Seminário internacional: democracia na América Latina avançou, mas ainda há problemas

por Letícia Almeida Borges publicado 13/06/2013 16h01, última modificação 13/06/2013 16h01
Colaboradores: deborasb, camilaferreira
Estudiosos analisaram questões de representatividade, transparência e controle, entre outros

Apesar dos avanços nos últimos 30 anos, sobretudo graças à pressão popular, a democracia na América Latina ainda tem muito caminho a percorrer, o que vai requerer ainda mais velocidade das instituições, em tempos de mudanças rápidas na sociedade. Esta seria uma síntese possível dos debates que estão acontecendo no III Seminário Internacional Estudos Legislativos – Desafios da Consolidação Democrática na América Latina – ainda que superficial,tantos foram os temas abordados.

José Maurício Castro Domingues, da UERJ, foi um dos que abordou a importância da participação popular na consolidação democrática nos países latino-americanos, ainda na manhã de quarta-feira. Já Sérgio Barreira Tavolaro, da UnB, ficou mais no caso brasileiro, sob a ótica da “excepcionalidade normativa”, citando que, apesar de os direitos estarem firmemente institucionalizados na Constituição Federal, falta efetividade na sua prática.

A segunda mesa da quarta-feira discutiu o tema “Democracia e Parlamento na América Latina”. John Carey, do Dratmouth College, dos Estados Unidos, comentou pesquisa em que analisa a relação entre a representatividade dos eleitos e o tamanho dos distritos, combinando com o compromisso mútuo entre o representado e o representante. Além disso, ele trabalhou também com os conceitos de responsabilidade coletiva e individual e transparência.

Cláudio Gonçalves Couto, da Fundação Getúlio Vargas (SP), usou um caso concreto – o trabalho do Conselho de Ética do Senado no caso dos atos secretos – ao falar de “representação popular e oligarquização”. Ele se perguntou sobre as causas da baixa efetividade do Conselho e ele próprio respondeu com argumentos como o espírito de corpo, o código de conduta próprio dos políticos, que não corresponderia à visão moral da sociedade, e o sentimento de autoproteção.

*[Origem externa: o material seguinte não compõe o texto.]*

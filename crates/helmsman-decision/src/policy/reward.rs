//! Reward model for outcome observers
//!
//! Rewards are computed by whoever observes the real outcome of an action
//! and handed to the policy through feedback. This module gives those
//! observers one weighted scheme driven entirely by [`RewardWeights`].

use helmsman_common::{Action, HealthBand, InternalState, RewardWeights};
use serde::{Deserialize, Serialize};

/// What the observer saw after the action ran
#[derive(Debug, Clone, Copy, PartialEq, Eq, Serialize, Deserialize)]
pub struct OutcomeObservation {
    /// The action achieved what it was meant to
    pub succeeded: bool,
    /// The safety guard had to downgrade the recommended action
    pub downgraded: bool,
}

impl Default for OutcomeObservation {
    fn default() -> Self {
        Self {
            succeeded: true,
            downgraded: false,
        }
    }
}

/// Reward split into named components
#[derive(Debug, Clone, PartialEq, Serialize, Deserialize)]
pub struct RewardBreakdown {
    pub components: Vec<(String, f64)>,
    pub total: f64,
}

impl RewardBreakdown {
    fn push(&mut self, name: &str, weight: f64) {
        self.components.push((name.to_string(), weight));
        self.total += weight;
    }
}

/// Weighted reward scheme
#[derive(Debug, Clone, Default)]
pub struct RewardModel {
    weights: RewardWeights,
}

impl RewardModel {
    pub fn new(weights: RewardWeights) -> Self {
        Self { weights }
    }

    pub fn weights(&self) -> &RewardWeights {
        &self.weights
    }

    /// Remedies that count as correct for a health band
    pub fn expected_remedies(band: HealthBand) -> &'static [Action] {
        match band {
            HealthBand::Healthy => &[Action::ScaleDown],
            HealthBand::Degraded => &[Action::ScaleUp],
            HealthBand::Failing => &[Action::Restart, Action::ScaleUp],
        }
    }

    /// Total reward for an observed transition
    pub fn reward(
        &self,
        state: &InternalState,
        action: Action,
        next_state: Option<&InternalState>,
        outcome: &OutcomeObservation,
    ) -> f64 {
        self.breakdown(state, action, next_state, outcome).total
    }

    /// Reward with every contributing weight named
    pub fn breakdown(
        &self,
        state: &InternalState,
        action: Action,
        next_state: Option<&InternalState>,
        outcome: &OutcomeObservation,
    ) -> RewardBreakdown {
        let w = &self.weights;
        let mut out = RewardBreakdown {
            components: Vec::new(),
            total: 0.0,
        };

        if action == Action::Noop && state.health_band == HealthBand::Healthy {
            out.push("no_change_needed", w.no_change_needed);
        } else if Self::expected_remedies(state.health_band).contains(&action) {
            out.push("successful_action", w.successful_action);
        } else if action.is_intervention() {
            out.push("failed_action", w.failed_action);
        }

        if !outcome.succeeded {
            out.push("failed_action", w.failed_action);
        }

        if outcome.downgraded {
            out.push("unsafe_action", w.unsafe_action);
        }

        if let Some(next) = next_state {
            if let (Some(before), Some(after)) =
                (state.latency_bucket.rank(), next.latency_bucket.rank())
            {
                if after < before {
                    out.push("latency_improvement", w.latency_improvement);
                }
            }
            if next.recent_failures_bucket < state.recent_failures_bucket {
                out.push("error_reduction", w.error_reduction);
            }
        }

        if action.is_intervention() {
            out.push("time_penalty", w.time_penalty);
        }

        out
    }
}
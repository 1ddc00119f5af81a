//! Human-readable reasoning for decisions
//!
//! Pure formatting. Nothing here touches the policy or the journal.

use helmsman_common::InternalState;

use crate::guard::Enforcement;
use crate::policy::Selection;
use crate::validator::ValidationFailure;

/// Prefix shared by every fault fallback
pub const INTERNAL_FAULT_PREFIX: &str = "internal error, safe fallback applied";

/// Reasoning for a payload the validator rejected
pub fn contract_violation(failure: &ValidationFailure) -> String {
    format!(
        "contract violation ({}): {}; no action taken",
        failure.code(),
        failure
    )
}

/// Reasoning for a fault caught at the bridge
pub fn internal_fault(detail: &str) -> String {
    format!("{}: {}", INTERNAL_FAULT_PREFIX, detail)
}

/// Reasoning for a decision that went through the full pipeline
pub fn explain(state: &InternalState, selection: &Selection, enforcement: &Enforcement) -> String {
    let mut out = format!(
        "{} in {} is {} (latency {}, failures {}). ",
        state.app_id,
        state.env,
        state.health_band,
        state.latency_bucket,
        state.recent_failures_bucket
    );

    if selection.seen {
        out.push_str(&format!(
            "Policy chose {} by {} (confidence {:.2}).",
            selection.action,
            selection.mode.as_str(),
            selection.confidence
        ));
    } else {
        out.push_str(&format!(
            "No experience for this state yet; policy chose {} by {} (confidence {:.2}).",
            selection.action,
            selection.mode.as_str(),
            selection.confidence
        ));
    }

    if let Some(reason) = enforcement.reason() {
        out.push_str(" Safety guard: ");
        out.push_str(&reason);
        out.push('.');
    }

    out
}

Já Marco Aurélio Nogueira, da Universidade Estadual Paulista, falou dos desafios do Parlamento para se ajustar às mudanças e exigências da sociedade em constante evolução e tratou do futuro dos partidos políticos. Ressaltou que o Parlamento vive uma realidade em que se vê emparedado pela dinâmica social caótica e pela atuação do Governo. Quanto aos partidos, Nogueira disse que eles mais afastam do que aproximam o Parlamento da sociedade.

Em sua explanação, Nogueira citou o Interlegis como uma iniciativa de reconhecido valor para a constante evolução do Legislativo, contribuindo para a integração do Parlamento aos anseios da sociedade e saudou a iniciativa do Seminário, ao qual chamou vitoriosa, assim como o próprio Programa.

Os debatedores das mesas de quarta foram Débora Messenberg, da UnB, e Júlio Roberto de Souza Pinto, do Centro de Formação, Treinamento e Aperfeiçoamento (Cefor) da Câmara dos Deputados.

O seminário é realizado graças a uma ampla parceria entre a Câmara dos Deputados, o Senado Federal (por meio do Instituto Legislativo Brasileiro/Interlegis), a Universidade de Brasília (via CEPPAC, Centro de Pesquisa e Pós-Graduação sobre as Américas, e o Departamento de Sociologia, SOL), com o apoio da Confederação Nacional do Comércio e do Sindilegis (Sindicato dos Servidores do Legislativo e Tribunal de Contas).